Skip to content

Introduction

Proposed Session Architecture

This project is built on several fundamental components that work together to create a scalable cloud framework for capturing training data for desktop agents. Each component plays a crucial role in the overall system.

Components Overview

  • Jitsi Meet - Video conferencing infrastructure for real-time communication
  • NICE DCV - Remote desktop protocol enabling multi-user access to virtual machines
  • Open World Agents - Desktop interaction capture system using OCAP
  • Windows - Operating system configuration and kiosk mode setup
  • Amazon Web Services - Cloud infrastructure and services

Each of these components has its own challenges and "gotchas" that I'll walk you through.
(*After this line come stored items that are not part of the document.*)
//! Request and response bodies of the Slack Web API methods Beacon calls.

use serde::{Deserialize, Serialize};
use watch::{Announcement, Attachment, ChannelId};

/// Body of `chat.postMessage`.
#[derive(Debug, Serialize)]
pub struct PostMessage<'a> {
    pub channel: &'a str,
    #[serde(skip_serializing_if = "str::is_empty")]
    pub text: &'a str,
    #[serde(skip_serializing_if = "Vec::is_empty")]
    pub attachments: Vec<WireAttachment<'a>>,
}

impl<'a> PostMessage<'a> {
    pub fn new(channel: &'a ChannelId, announcement: &'a Announcement) -> Self {
        Self {
            channel: channel.as_str(),
            text: &announcement.text,
            attachments: announcement.attachments.iter().map(WireAttachment::from).collect(),
        }
    }
}

/// A legacy secondary attachment, which is what carries the color bar.
#[derive(Debug, Serialize)]
pub struct WireAttachment<'a> {
    pub color: &'static str,
    pub fallback: &'a str,
    #[serde(skip_serializing_if = "Option::is_none")]
    pub title: Option<&'a str>,
    pub text: &'a str,
    #[serde(skip_serializing_if = "Option::is_none")]
    pub footer: Option<&'a str>,
}

impl<'a> From<&'a Attachment> for WireAttachment<'a> {
    fn from(a: &'a Attachment) -> Self {
        Self {
            color: a.color.hex(),
            fallback: &a.fallback,
            title: a.title.as_deref(),
            text: &a.text,
            footer: a.footer.as_deref(),
        }
    }
}

/// The envelope every Web API method answers with.
#[derive(Debug, Deserialize)]
pub struct ApiResponse {
    pub ok: bool,
    #[serde(default)]
    pub error: Option<String>,
}

/// Response of `users.info`.
#[derive(Debug, Deserialize)]
pub struct UsersInfoResponse {
    pub ok: bool,
    #[serde(default)]
    pub error: Option<String>,
    #[serde(default)]
    pub user: Option<UserInfo>,
}

#[derive(Debug, Deserialize)]
pub struct UserInfo {
    #[serde(default)]
    pub profile: UserProfile,
}

#[derive(Debug, Default, Deserialize)]
pub struct UserProfile {
    #[serde(default)]
    pub email: Option<String>,
}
Click on any component above to learn more about it, or continue reading below for a high-level overview.

How They Work Together

The system architecture leverages these components to create a seamless experience:

  1. Jitsi Meet provides the video conferencing layer for real-time communication
  2. NICE DCV enables remote desktop access to powerful cloud workstations
  3. Open World Agents (OCAP) captures all desktop interactions in a standardized format
  4. Windows Server provides the operating system foundation with kiosk mode for secure, single-app sessions
  5. AWS hosts everything in the cloud, providing scalability and reliability

This combination allows you to capture multimodal training data (screen, audio, mouse, keyboard) from any desktop application, whether it's Minecraft, Excel, or trading Memecoins, the inputs remain the same.